I got rejected for Joe Kurz too. Dangit!


----------



## Gaswamp (Feb 20, 2012)

kevincox said:


> I got rejected for the 4 th time for Rivercreek. Maybe before I die I will gets drawn. LoL



you better live 3 or 4 more more years


----------



## huntindawg12 (Feb 20, 2012)

Got rejected for Clybel again, this time with 1 priority point.  Oh well, maybe next year


----------



## BriarCreekEd (Feb 20, 2012)

Got Griffin Ridge 1st Hunt.


----------



## Buford_Dawg (Feb 20, 2012)

*Rejected*

Story of my life.  Clybel WMA with 2 points.  Adult\Child hunt to say the least.


----------



## mattech (Feb 20, 2012)

I got the river creek with only one point! I can't wait, I heard that place is awesome.


----------



## Huntfish53 (Feb 22, 2012)

I got 1st John's Mountain hunt....


----------



## deathfromabove83 (Feb 22, 2012)

I got clybel 2nd hunt.took three years,so im going to live there until i get it done!


----------



## OrlandoBrent (Feb 22, 2012)

First River Bend WMA with 1p. Last year was the first I went for turkey. I had one gobble back to me in the NY woods near where I was working at the time, but of course I called too much. Hoping to learn some more this year and hopefully bag at least one. 

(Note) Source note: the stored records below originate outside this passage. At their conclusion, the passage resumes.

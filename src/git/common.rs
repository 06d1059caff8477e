//! Common git utilities and shared helpers
//!
//! This module contains the subprocess plumbing shared by the git
//! workflows, plus the per-module logger used for all user-facing
//! output.

use crate::registry::Submodule;
use anyhow::{Context, Result};
use colored::*;
use std::path::Path;
use std::process::{Command, Output};
use std::sync::atomic::{AtomicBool, Ordering};

/// Process-wide verbosity switch for subprocess echoing
///
/// Set once at startup from `--verbose`; read before every subprocess
/// spawn so the executed command lines land on stderr.
static VERBOSE: AtomicBool = AtomicBool::new(false);

/// Enable or disable echoing of executed subprocess command lines
pub fn set_verbose(enabled: bool) {
    VERBOSE.store(enabled, Ordering::Relaxed);
}

/// Echo a subprocess invocation to stderr when verbose output is enabled
pub(crate) fn debug_exec(program: &str, args: &[&str]) {
    if VERBOSE.load(Ordering::Relaxed) {
        eprintln!(
            "{} Executing: {} {}",
            "[submods]".dimmed(),
            program,
            args.join(" ")
        );
    }
}

/// Logger for git operations with consistent formatting
///
/// Each message is prefixed with the submodule name in cyan/bold so the
/// per-module loops stay readable. Debug lines go to stderr and are
/// only emitted when the user asked for `--verbose`.
#[derive(Default, Clone, Copy)]
pub struct Logger {
    verbose: bool,
}

impl Logger {
    pub fn new(verbose: bool) -> Self {
        Self { verbose }
    }

    pub fn info(&self, module: &Submodule, msg: &str) {
        println!("{} | {}", module.name.cyan().bold(), msg);
    }

    pub fn success(&self, module: &Submodule, msg: &str) {
        println!("{} | {}", module.name.cyan().bold(), msg.green());
    }

    pub fn warn(&self, module: &Submodule, msg: &str) {
        println!("{} | {}", module.name.cyan().bold(), msg.yellow());
    }

    pub fn error(&self, module: &Submodule, msg: &str) {
        eprintln!("{} | {}", module.name.cyan().bold(), msg.red());
    }

    /// Emit a diagnostic line to stderr when verbose output is enabled
    pub fn debug(&self, msg: &str) {
        if self.verbose {
            eprintln!("{} {}", "[submods]".dimmed(), msg);
        }
    }
}

/// Run a git command inside `path` and return the raw output
///
/// Only the spawn itself is checked; callers inspect the exit status.
pub(crate) fn git_output(path: &Path, args: &[&str]) -> Result<Output> {
    debug_exec("git", args);
    Command::new("git")
        .args(args)
        .current_dir(path)
        .output()
        .with_context(|| format!("Failed to execute git {}", args.join(" ")))
}

/// Run a git command inside `path`, failing on a non-zero exit
///
/// The error message carries git's own stderr, which is what the user
/// needs to see for checkout/push/staging failures.
pub(crate) fn git_checked(path: &Path, args: &[&str]) -> Result<Output> {
    let output = git_output(path, args)?;

    if !output.status.success() {
        let stderr = String::from_utf8_lossy(&output.stderr);
        let stdout = String::from_utf8_lossy(&output.stdout);
        let detail = if stderr.trim().is_empty() {
            stdout.trim().to_string()
        } else {
            stderr.trim().to_string()
        };
        anyhow::bail!("git {} failed: {}", args.join(" "), detail);
    }

    Ok(output)
}

/// Run a git command on a best-effort basis, reporting only whether it
/// succeeded
///
/// Used for the base-branch bootstrap steps whose failure is an
/// accepted outcome; callers are free to discard the flag.
pub(crate) fn try_git(path: &Path, args: &[&str]) -> bool {
    match git_output(path, args) {
        Ok(output) => output.status.success(),
        Err(_) => false,
    }
}
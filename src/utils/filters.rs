//! Submodule selection filtering

use crate::registry::Submodule;

/// Narrow the registry to the modules named in `names`
///
/// Registry order is authoritative: the order of the explicit name
/// list never affects iteration order. `None` or an empty list selects
/// everything. Unknown names are expected to have been rejected by the
/// command validators before this runs.
pub fn select_modules(submodules: &[Submodule], names: Option<&[String]>) -> Vec<Submodule> {
    match names {
        Some(names) if !names.is_empty() => submodules
            .iter()
            .filter(|module| names.contains(&module.name))
            .cloned()
            .collect(),
        _ => submodules.to_vec(),
    }
}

Question: I bought my GA license last year effective 4/1, so I don't need a license for my quota week. How do I print the quota permit? I login to the quota system and see my permit listed, but nothing print. I go to the online license system, but my only options are to buy a license that I already have.  What am I missing?


----------



## 35 Whelen (Feb 23, 2012)

OrlandoBrent said:


> First River Bend WMA with 1p. Last year was the first I went for turkey. I had one gobble back to me in the NY woods near where I was working at the time, but of course I called too much. Hoping to learn some more this year and hopefully bag at least one.
> 
> Question: I bought my GA license last year effective 4/1, so I don't need a license for my quota week. How do I print the quota permit? I login to the quota system and see my permit listed, but nothing print. I go to the online license system, but my only options are to buy a license that I already have.  What am I missing?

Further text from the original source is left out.